Histoire : La rumeur dorée – Quand l’Histoire officielle n’est que rumeur

La rumeur dorée de Bernard Allaire, éd. La Presse (photo : courtoisie)
La rumeur dorée de Bernard Allaire, éd. La Presse (photo : courtoisie)
La rumeur dorée de Bernard Allaire, éd. La Presse (photo : courtoisie)
La rumeur dorée de Bernard Allaire, éd. La Presse (photo : courtoisie)

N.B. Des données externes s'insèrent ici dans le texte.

//! Container resource sampler
//!
//! Periodically takes one stats snapshot per running component's container
//! and keeps the latest sample per component for the `/container/metrics`
//! endpoint.

pub mod extract;
mod server;

use dashmap::DashMap;
use std::collections::{HashMap, HashSet};
use std::future::Future;
use std::net::{IpAddr, Ipv4Addr};
use std::sync::Arc;
use std::time::{Duration, Instant};
use thiserror::Error;
use tokio::sync::watch;
use tokio::task::JoinHandle;
use tokio::time::MissedTickBehavior;
use tokio_util::sync::CancellationToken;
use tracing::{debug, info, warn};

use crate::health::{components, HealthRegistry};
use crate::models::{ContainerStats, Topology};
use crate::observability::MonitorMetrics;
use crate::runtime::{ContainerRuntime, RuntimeError};
use extract::CpuSample;

#[derive(Debug, Clone)]
pub struct SamplerSettings {
    /// Time between sweeps (default: 10 seconds)
    pub interval: Duration,
    pub port: u16,
    pub bind_host: IpAddr,
    pub shutdown_grace: Duration,
}

impl Default for SamplerSettings {
    fn default() -> Self {
        Self {
            interval: Duration::from_secs(10),
            port: 8080,
            bind_host: IpAddr::V4(Ipv4Addr::UNSPECIFIED),
            shutdown_grace: Duration::from_secs(5),
        }
    }
}

#[derive(Debug, Error)]
pub enum SamplerError {
    #[error("sweep cancelled")]
    Cancelled,

    #[error(transparent)]
    Runtime(#[from] RuntimeError),

    #[error("failed to bind sampler port {port}: {source}")]
    Bind {
        port: u16,
        #[source]
        source: std::io::Error,
    },
}

/// Latest sample per component name
pub type SampleCache = Arc<DashMap<String, ContainerStats>>;

pub struct ResourceSampler {
    runtime: Arc<dyn ContainerRuntime>,
    topology: watch::Receiver<Arc<Topology>>,
    settings: SamplerSettings,
    previous_cpu: HashMap<String, CpuSample>,
    cache: SampleCache,
    metrics: MonitorMetrics,
}

impl ResourceSampler {
    pub fn new(
        runtime: Arc<dyn ContainerRuntime>,
        topology: watch::Receiver<Arc<Topology>>,
        settings: SamplerSettings,
        metrics: MonitorMetrics,
    ) -> Self {
        Self {
            runtime,
            topology,
            settings,
            previous_cpu: HashMap::new(),
            cache: Arc::new(DashMap::new()),
            metrics,
        }
    }

    pub fn cache(&self) -> SampleCache {
        self.cache.clone()
    }

    /// Sample every running component once; returns the number of samples taken
    pub async fn sweep(&mut self, token: &CancellationToken) -> Result<usize, SamplerError> {
        let started = Instant::now();
        let topology = self.topology.borrow().clone();

        let running: HashSet<&str> = topology.running().map(|c| c.name.as_str()).collect();
        self.cache.retain(|name, _| running.contains(name.as_str()));
        self.previous_cpu
            .retain(|name, _| running.contains(name.as_str()));

        if running.is_empty() {
            self.metrics
                .observe_sampler_sweep(started.elapsed().as_secs_f64(), 0);
            return Ok(0);
        }

        let containers = cancellable(token, self.runtime.list_containers()).await?;
        let ids: HashMap<&str, &str> = containers
            .iter()
            .map(|c| (c.name.as_str(), c.id.as_str()))
            .collect();

        let mut sampled = 0;
        let mut names: Vec<&str> = running.iter().copied().collect();
        names.sort_unstable();

        for name in names {
            let Some(id) = ids.get(name) else {
                debug!(component = %name, "No container for component");
                continue;
            };

            let raw = match cancellable(token, self.runtime.stats_snapshot(id)).await {
                Ok(raw) => raw,
                Err(SamplerError::Cancelled) => return Err(SamplerError::Cancelled),
                Err(e) => {
                    warn!(component = %name, error = %e, "Failed to read container stats");
                    continue;
                }
            };

            let mut previous = self.previous_cpu.get(name).copied();
            let stats = extract::sample(
                &raw,
                id,
                name,
                &mut previous,
                chrono::Utc::now().timestamp(),
            );
            if let Some(current) = previous {
                self.previous_cpu.insert(name.to_string(), current);
            }
            for warning in &stats.warnings {
                warn!(component = %name, warning = %warning, "Incomplete container stats");
            }

            self.cache.insert(name.to_string(), stats);
            sampled += 1;
        }

        self.metrics
            .observe_sampler_sweep(started.elapsed().as_secs_f64(), sampled);
        Ok(sampled)
    }

    /// Sweep once immediately, then every interval, until cancelled
    pub async fn run(mut self, token: CancellationToken, health: HealthRegistry) {
        info!(
            interval_secs = self.settings.interval.as_secs_f64(),
            "Starting resource sampler"
        );

        let mut ticker = tokio::time::interval(self.settings.interval);
        ticker.set_missed_tick_behavior(MissedTickBehavior::Delay);

        loop {
            tokio::select! {
                _ = token.cancelled() => break,
                _ = ticker.tick() => {}
            }

            match self.sweep(&token).await {
                Ok(count) => {
                    debug!(containers = count, "Sampler sweep complete");
                    health.set_healthy(components::RESOURCE_SAMPLER).await;
                }
                Err(SamplerError::Cancelled) => break,
                Err(e) => {
                    warn!(error = %e, "Sampler sweep failed");
                    health
                        .set_degraded(components::RESOURCE_SAMPLER, e.to_string())
                        .await;
                }
            }
        }

        info!("Resource sampler stopped");
    }

    /// Bind the HTTP port, then run the sweep loop and the server until cancelled
    pub async fn spawn(
        self,
        token: CancellationToken,
        health: HealthRegistry,
    ) -> Result<JoinHandle<()>, SamplerError> {
        let port = self.settings.port;
        let listener = crate::server::bind(self.settings.bind_host, port)
            .await
            .map_err(|source| SamplerError::Bind { port, source })?;

        let grace = self.settings.shutdown_grace;
        let router = server::router(server::SamplerState {
            cache: self.cache.clone(),
            topology: self.topology.clone(),
        });

        Ok(tokio::spawn(async move {
            let (_, served) = tokio::join!(
                self.run(token.clone(), health),
                crate::server::serve_until_cancelled(listener, router, token, grace, "sampler"),
            );
            if let Err(e) = served {
                warn!(error = %e, "Sampler server exited with error");
            }
        }))
    }
}

/// Run a runtime call unless `token` is cancelled first
async fn cancellable<T>(
    token: &CancellationToken,
    call: impl Future<Output = Result<T, RuntimeError>>,
) -> Result<T, SamplerError> {
    if token.is_cancelled() {
        return Err(SamplerError::Cancelled);
    }

    tokio::select! {
        _ = token.cancelled() => Err(SamplerError::Cancelled),
        result = call => result.map_err(SamplerError::from),
    }
}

«L’individu au cœur de nos préoccupations ne nous est pas totalement inconnu, mais, pour diverses raisons, il est demeuré en partie invisible aux yeux des chercheurs. Jusqu’à présent, personne ne s’était réellement soucié d’approfondir l’histoire personnelle de cet homme. (…) Il va sans dire que ces auteurs, désireux de protéger la gloire de Jacques Cartier, n’ont pas été véritablement enclins à enquêter au sujet du sieur de Roberval sauf peut-être pour y dénicher des éléments susceptibles de noircir son image. (…) Ainsi, on l’a tour à tour confondu avec des personnages portant un patronyme analogue, fait de lui un pirate et le propriétaire de terres ou de titres qui ne le concernaient pas.»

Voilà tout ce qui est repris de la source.